- _ABOUT THIS EXERCISE_:
How many lines in the data below have the string "exactly"? Reply with the number alone.

========

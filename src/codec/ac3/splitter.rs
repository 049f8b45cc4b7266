use super::parser::{parse_sync_info, SAMPLES_PER_FRAME};
use crate::error::{DvdError, Result};
use log::warn;
use std::fs::File;
use std::io::{BufWriter, Read, Write};
use std::path::{Path, PathBuf};

const READ_CHUNK: usize = 8192;

/// One split output file plus the alignment data a downstream muxer
/// needs to line it back up with the video.
#[derive(Debug, Clone, PartialEq)]
pub struct SplitAudio {
    /// Path the piece was written to.
    pub path: PathBuf,
    /// Offset of the piece's first sample relative to its video piece,
    /// in samples. Fractional for the first piece, whole otherwise.
    pub sample_offset: f64,
    /// Sample rate of the stream.
    pub sample_rate: u32,
}

impl SplitAudio {
    /// The sample offset expressed in seconds.
    pub fn time_offset(&self) -> f64 {
        self.sample_offset / self.sample_rate as f64
    }
}

/// Re-frames a dumped AC3 elementary stream into one file per split
/// piece.
///
/// `split_times` are the absolute start times of pieces 1..n (piece 0
/// starts at `start_time`); `dest_paths` must hold one path per piece.
/// The frame straddling each boundary is written to both the outgoing
/// and the incoming file so every file starts on a decodable frame,
/// and the duplication is accounted for in the recorded sample offset.
pub fn split_es<R: Read>(
    mut input: R,
    split_times: &[f64],
    start_time: f64,
    dest_paths: &[&Path],
) -> Result<Vec<SplitAudio>> {
    if dest_paths.len() != split_times.len() + 1 {
        return Err(DvdError::Configuration(format!(
            "{} split points need {} destination paths, got {}",
            split_times.len(),
            split_times.len() + 1,
            dest_paths.len()
        )));
    }

    let mut buffer: Vec<u8> = Vec::with_capacity(READ_CHUNK * 2);
    let mut chunk = [0u8; READ_CHUNK];

    let mut sample_rate: Option<u32> = None;
    let mut split_samples: Vec<f64> = Vec::new();
    let mut sample_offsets: Vec<f64> = Vec::new();

    let mut current_split = 0usize;
    let mut current_frame = 0usize;
    let mut last_frame = Vec::new();
    let mut current_file: Option<BufWriter<File>> = None;

    loop {
        let n = input.read(&mut chunk)?;
        buffer.extend_from_slice(&chunk[..n]);

        loop {
            if buffer.len() < 5 {
                break;
            }
            let info = parse_sync_info(&buffer)?;

            match sample_rate {
                None => {
                    sample_rate = Some(info.sample_rate);
                    split_samples = split_times
                        .iter()
                        .map(|t| t * info.sample_rate as f64)
                        .collect();
                    sample_offsets.push(start_time * info.sample_rate as f64);
                    current_file = Some(BufWriter::new(File::create(dest_paths[0])?));
                }
                Some(sr) if sr != info.sample_rate => {
                    return Err(DvdError::StructuralParse(format!(
                        "ac3 sample rate changed mid-stream: {} then {}",
                        sr, info.sample_rate
                    )));
                }
                Some(_) => {}
            }

            if buffer.len() < info.frame_size {
                break;
            }

            let frame: Vec<u8> = buffer.drain(..info.frame_size).collect();
            let sample_end = (current_frame + 1) * SAMPLES_PER_FRAME;

            let out = current_file.as_mut().unwrap();
            out.write_all(&frame)?;

            if current_split < split_samples.len()
                && sample_end as f64 >= split_samples[current_split]
            {
                current_split += 1;
                let mut next = BufWriter::new(File::create(dest_paths[current_split])?);
                next.write_all(&last_frame)?;
                next.write_all(&frame)?;
                sample_offsets.push(
                    (SAMPLES_PER_FRAME as f64 + sample_end as f64
                        - split_samples[current_split - 1])
                        .round(),
                );
                let mut done = std::mem::replace(current_file.as_mut().unwrap(), next);
                done.flush()?;
            }

            last_frame = frame;
            current_frame += 1;
        }

        if n == 0 {
            break;
        }
    }

    if !buffer.is_empty() {
        warn!("dropping {} trailing bytes of incomplete ac3 frame", buffer.len());
    }

    let sr = sample_rate.ok_or_else(|| {
        DvdError::StructuralParse("no ac3 frames found in elementary stream".to_string())
    })?;

    if let Some(mut f) = current_file {
        f.flush()?;
    }

    if sample_offsets.len() != dest_paths.len() {
        return Err(DvdError::StructuralParse(format!(
            "stream ended inside piece {} of {}: split times past the audio end",
            sample_offsets.len(),
            dest_paths.len()
        )));
    }

    Ok(sample_offsets
        .into_iter()
        .zip(dest_paths.iter())
        .map(|(sample_offset, path)| SplitAudio {
            path: path.to_path_buf(),
            sample_offset,
            sample_rate: sr,
        })
        .collect())
}

#[cfg(test)]
mod tests {
    use super::*;
    use pretty_assertions::assert_eq;
    use tempfile::tempdir;

    // frmsizecod 18 at 48 kHz: 640-byte frames, 160 kbit/s.
    fn frame(tag: u8) -> Vec<u8> {
        let mut f = vec![0u8; 640];
        f[0] = 0x0B;
        f[1] = 0x77;
        f[4] = 18;
        f[5] = tag;
        f
    }

    fn stream(n: usize) -> Vec<u8> {
        (0..n).flat_map(|i| frame(i as u8)).collect()
    }

    #[test]
    fn test_no_splits_single_file() {
        let dir = tempdir().unwrap();
        let out = dir.path().join("0.ac3");
        let es = stream(4);
        let pieces = split_es(&es[..], &[], 0.0, &[out.as_path()]).unwrap();
        assert_eq!(pieces.len(), 1);
        assert_eq!(pieces[0].sample_offset, 0.0);
        assert_eq!(pieces[0].sample_rate, 48_000);
        assert_eq!(std::fs::read(&out).unwrap(), es);
    }

    #[test]
    fn test_straddling_frame_written_to_both_files() {
        let dir = tempdir().unwrap();
        let p0 = dir.path().join("0.ac3");
        let p1 = dir.path().join("1.ac3");
        // Split at exactly 2 frames worth of time: 3072 samples at
        // 48 kHz is 0.064 s. Frame 1 (sample_end 3072) straddles.
        let es = stream(4);
        let pieces = split_es(&es[..], &[0.064], 0.0, &[p0.as_path(), p1.as_path()]).unwrap();
        assert_eq!(pieces.len(), 2);

        let a = std::fs::read(&p0).unwrap();
        let b = std::fs::read(&p1).unwrap();
        // Piece 0 holds frames 0..=1; piece 1 re-starts with frames
        // 0 and 1 duplicated, then 2 and 3.
        assert_eq!(a.len(), 2 * 640);
        assert_eq!(b.len(), 4 * 640);
        assert_eq!(&b[..1280], &a[..]);

        // Concatenating and dropping the duplicated leading frames
        // reproduces the original stream.
        let mut joined = a.clone();
        joined.extend_from_slice(&b[1280..]);
        assert_eq!(joined, es);

        // Boundary landed exactly on the frame edge, so the incoming
        // file leads by its two duplicated frames minus nothing:
        // 1536 + 3072 - 3072 = 1536 samples.
        assert_eq!(pieces[1].sample_offset, 1536.0);
    }

    #[test]
    fn test_sample_rate_change_is_fatal() {
        let dir = tempdir().unwrap();
        let out = dir.path().join("0.ac3");
        let mut es = stream(1);
        let mut other = frame(9);
        other[4] = (2 << 6) | 0; // 32 kHz
        es.extend(&other);
        assert!(matches!(
            split_es(&es[..], &[], 0.0, &[out.as_path()]).unwrap_err(),
            DvdError::StructuralParse(_)
        ));
    }

    #[test]
    fn test_destination_count_checked() {
        let es = stream(2);
        assert!(matches!(
            split_es(&es[..], &[1.0], 0.0, &[]).unwrap_err(),
            DvdError::Configuration(_)
        ));
    }

    #[test]
    fn test_empty_stream_is_fatal() {
        let dir = tempdir().unwrap();
        let out = dir.path().join("0.ac3");
        assert!(split_es(&[][..], &[], 0.0, &[out.as_path()]).is_err());
    }
}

========

- _RESULT_:
2